I need the lines below from the one with "pub const MAX_ENTRY_LEN: usize = 100_000;" down to the one with "Value::Str(s) => match" reproduced exactly, both ends included, and nothing else.

───── DATA PROVIDED ─────

//! Host collaborators.
//!
//! The engine never talks to a chat platform or a database directly. It is
//! handed a [`Platform`] and a [`Store`] at construction and reaches them
//! only through effecting functions. Both traits are async so hosts can do
//! network I/O; in-memory implementations live in `ccmd_host`.

use std::fmt;
use std::str::FromStr;

use async_trait::async_trait;
use ccmd_value::{Map, Value};
use serde::Deserialize;

/// Failure reported by a host collaborator.
#[derive(Clone, Debug, PartialEq, Eq, thiserror::Error)]
pub enum HostError {
    #[error("not found: {0}")]
    NotFound(String),
    #[error("permission denied: {0}")]
    PermissionDenied(String),
    #[error("rejected: {0}")]
    Rejected(String),
    #[error("network failure: {0}")]
    Network(String),
    #[error("timed out")]
    Timeout,
    #[error("{0} is not available")]
    Unavailable(&'static str),
}

pub type HostResult<T> = Result<T, HostError>;

/// A guild member as seen by the platform.
#[derive(Clone, Debug, Default, PartialEq, Eq, Deserialize)]
#[serde(default)]
pub struct Member {
    pub id: String,
    pub username: String,
    pub nickname: Option<String>,
    pub roles: Vec<String>,
    pub permissions: Vec<String>,
    pub bot: bool,
}

impl Member {
    /// Permission that implies every other permission.
    pub const ADMINISTRATOR: &'static str = "Administrator";

    pub fn has_role(&self, role: &str) -> bool {
        self.roles.iter().any(|r| r == role)
    }

    /// Case-insensitive permission check. Administrators have everything.
    pub fn has_permission(&self, permission: &str) -> bool {
        self.permissions.iter().any(|p| {
            p.eq_ignore_ascii_case(permission) || p.eq_ignore_ascii_case(Self::ADMINISTRATOR)
        })
    }

    /// The member as a template value, keyed like the `Member` context group.
    pub fn to_value(&self) -> Value {
        let strings = |items: &[String]| {
            Value::list(items.iter().map(|s| Value::string(s.as_str())).collect())
        };
        Value::map_from([
            ("ID", Value::string(self.id.as_str())),
            ("Username", Value::string(self.username.as_str())),
            (
                "Nickname",
                self.nickname
                    .as_deref()
                    .map_or_else(Value::empty_str, Value::string),
            ),
            ("Roles", strings(&self.roles)),
            ("Permissions", strings(&self.permissions)),
            ("Bot", Value::Bool(self.bot)),
        ])
    }
}

/// Body of an outgoing message.
#[derive(Clone, Debug, PartialEq)]
pub enum MessageContent {
    Text(String),
    /// A structured embed, as built by `embed`.
    Embed(Value),
}

/// Chat platform operations available to effecting functions.
#[async_trait]
pub trait Platform: Send + Sync {
    async fn resolve_member(&self, id: &str) -> HostResult<Option<Member>>;

    async fn set_nickname(&self, member: &str, nickname: &str) -> HostResult<()>;

    async fn add_role(&self, member: &str, role: &str) -> HostResult<()>;

    async fn remove_role(&self, member: &str, role: &str) -> HostResult<()>;

    /// Send to a channel. Returns the new message's identifier.
    async fn send_message(&self, channel: &str, content: MessageContent) -> HostResult<String>;

    async fn send_direct_message(&self, user: &str, content: MessageContent) -> HostResult<()>;
}

/// Declared type of a registry entry.
#[derive(Clone, Copy, Debug, Default, PartialEq, Eq, Hash, PartialOrd, Ord, Deserialize)]
#[serde(rename_all = "lowercase")]
pub enum EntryType {
    #[default]
    String,
    Number,
    Bool,
    Json,
}

/// Longest rendering a stored entry may have.
pub const MAX_ENTRY_LEN: usize = 100_000;

impl EntryType {
    pub fn as_str(self) -> &'static str {
        match self {
            EntryType::String => "string",
            EntryType::Number => "number",
            EntryType::Bool => "bool",
            EntryType::Json => "json",
        }
    }

    /// Convert `value` to this type, or `None` if it cannot be represented
    /// within [`MAX_ENTRY_LEN`] bytes.
    pub fn coerce(self, value: &Value) -> Option<Value> {
        match self {
            EntryType::String => value.render(MAX_ENTRY_LEN).ok().map(Value::string),
            EntryType::Number => match value.as_int() {
                Some(n) => Some(Value::Int(n)),
                None => value.as_f64().map(Value::Float),
            },
            EntryType::Bool => match value {
                Value::Bool(b) => Some(Value::Bool(*b)),
                Value::Str(s) => match s.trim() {
                    "true" => Some(Value::Bool(true)),
                    "false" => Some(Value::Bool(false)),
                    _ => None,
                },
                Value::Int(n) => Some(Value::Bool(*n != 0)),
                _ => None,
            },
            EntryType::Json => match value {
                Value::Str(s) => Value::parse_json(s),
                other => other
                    .render_json(MAX_ENTRY_LEN)
                    .ok()
                    .map(|_| other.clone()),
            },
        }
    }
}

impl fmt::Display for EntryType {
    fn fmt(&self, f: &mut fmt::Formatter<'_>) -> fmt::Result {
        f.write_str(self.as_str())
    }
}

impl FromStr for EntryType {
    type Err = String;

    fn from_str(s: &str) -> Result<Self, Self::Err> {
        match s.trim().to_ascii_lowercase().as_str() {
            "string" | "text" => Ok(EntryType::String),
            "number" | "int" | "float" => Ok(EntryType::Number),
            "bool" | "boolean" => Ok(EntryType::Bool),
            "json" => Ok(EntryType::Json),
            other => Err(format!("unknown entry type `{other}`")),
        }
    }
}

/// One row returned by a structured query.
pub type Row = Map;

/// A whitelisted structured query.
#[derive(Clone, Copy, Debug, PartialEq)]
pub struct Query<'a> {
    pub table: &'a str,
    /// Column equality filters, all of which must match.
    pub filters: &'a [(String, Value)],
    pub limit: usize,
}

/// Key-value registry and structured query backend.
#[async_trait]
pub trait Store: Send + Sync {
    async fn get(&self, key: &str, ty: EntryType) -> HostResult<Option<Value>>;

    async fn set(
        &self,
        key: &str,
        ty: EntryType,
        value: Value,
        description: &str,
    ) -> HostResult<()>;

    /// Remove an entry. Returns whether it existed.
    async fn delete(&self, key: &str, ty: EntryType) -> HostResult<bool>;

    async fn query(&self, query: Query<'_>) -> HostResult<Vec<Row>>;
}

/// A host with no platform and no store. Every effecting call fails.
#[derive(Clone, Copy, Debug, Default)]
pub struct Unavailable;

#[async_trait]
impl Platform for Unavailable {
    async fn resolve_member(&self, _id: &str) -> HostResult<Option<Member>> {
        Err(HostError::Unavailable("platform"))
    }

    async fn set_nickname(&self, _member: &str, _nickname: &str) -> HostResult<()> {
        Err(HostError::Unavailable("platform"))
    }

    async fn add_role(&self, _member: &str, _role: &str) -> HostResult<()> {
        Err(HostError::Unavailable("platform"))
    }

    async fn remove_role(&self, _member: &str, _role: &str) -> HostResult<()> {
        Err(HostError::Unavailable("platform"))
    }

    async fn send_message(&self, _channel: &str, _content: MessageContent) -> HostResult<String> {
        Err(HostError::Unavailable("platform"))
    }

    async fn send_direct_message(&self, _user: &str, _content: MessageContent) -> HostResult<()> {
        Err(HostError::Unavailable("platform"))
    }
}

#[async_trait]
impl Store for Unavailable {
    async fn get(&self, _key: &str, _ty: EntryType) -> HostResult<Option<Value>> {
        Err(HostError::Unavailable("store"))
    }

    async fn set(
        &self,
        _key: &str,
        _ty: EntryType,
        _value: Value,
        _description: &str,
    ) -> HostResult<()> {
        Err(HostError::Unavailable("store"))
    }

    async fn delete(&self, _key: &str, _ty: EntryType) -> HostResult<bool> {
        Err(HostError::Unavailable("store"))
    }

    async fn query(&self, _query: Query<'_>) -> HostResult<Vec<Row>> {
        Err(HostError::Unavailable("store"))
    }
}

#[cfg(test)]
mod tests {
    use super::*;
    use pretty_assertions::assert_eq;
    use test_case::test_case;

    #[test_case("string", EntryType::String; "string")]
    #[test_case("TEXT", EntryType::String; "text alias")]
    #[test_case("int", EntryType::Number; "int alias")]
    #[test_case("boolean", EntryType::Bool; "boolean alias")]
    #[test_case(" json ", EntryType::Json; "padded json")]
    fn test_entry_type_names(name: &str, expected: EntryType) {
        assert_eq!(name.parse::<EntryType>(), Ok(expected));
    }

    #[test]
    fn test_entry_type_unknown() {
        assert!("blob".parse::<EntryType>().is_err());
    }

    #[test]
    fn test_coerce() {
        assert_eq!(
            EntryType::Number.coerce(&Value::string("12")),
            Some(Value::Int(12))
        );
        assert_eq!(
            EntryType::Number.coerce(&Value::string("1.5")),
            Some(Value::Float(1.5))
        );
        assert_eq!(EntryType::Number.coerce(&Value::string("abc")), None);
        assert_eq!(
            EntryType::String.coerce(&Value::Int(3)),
            Some(Value::string("3"))
        );
        assert_eq!(EntryType::Bool.coerce(&Value::string("maybe")), None);
        assert_eq!(
            EntryType::Json.coerce(&Value::string("[1]")),
            Some(Value::list(vec![Value::Int(1)]))
        );
    }

    #[test]
    fn test_coerce_refuses_oversized_values() {
        let mut value = Value::string("ab");
        for _ in 0..40 {
            value = Value::list(vec![value.clone(), value]);
        }
        assert_eq!(EntryType::String.coerce(&value), None);
        assert_eq!(EntryType::Json.coerce(&value), None);
        let small = Value::list(vec![Value::Int(1)]);
        assert_eq!(EntryType::Json.coerce(&small), Some(small.clone()));
    }

    #[test]
    fn test_member_permissions() {
        let member = Member {
            id: "1".into(),
            permissions: vec!["ManageRoles".into()],
            ..Member::default()
        };
        assert!(member.has_permission("manageroles"));
        assert!(!member.has_permission("BanMembers"));
        let admin = Member {
            permissions: vec!["Administrator".into()],
            ..Member::default()
        };
        assert!(admin.has_permission("BanMembers"));
    }

    #[test]
    fn test_member_value_nickname_defaults_to_empty() {
        let member = Member {
            id: "7".into(),
            username: "nova".into(),
            ..Member::default()
        };
        let value = member.to_value();
        assert_eq!(
            ccmd_value::traverse(&value, &["Nickname"]),
            Some(Value::empty_str())
        );
    }
}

─────

■ **EXPECTED ANSWER**:
pub const MAX_ENTRY_LEN: usize = 100_000;

impl EntryType {
    pub fn as_str(self) -> &'static str {
        match self {
            EntryType::String => "string",
            EntryType::Number => "number",
            EntryType::Bool => "bool",
            EntryType::Json => "json",
        }
    }

    /// Convert `value` to this type, or `None` if it cannot be represented
    /// within [`MAX_ENTRY_LEN`] bytes.
    pub fn coerce(self, value: &Value) -> Option<Value> {
        match self {
            EntryType::String => value.render(MAX_ENTRY_LEN).ok().map(Value::string),
            EntryType::Number => match value.as_int() {
                Some(n) => Some(Value::Int(n)),
                None => value.as_f64().map(Value::Float),
            },
            EntryType::Bool => match value {
                Value::Bool(b) => Some(Value::Bool(*b)),
                Value::Str(s) => match s.trim() {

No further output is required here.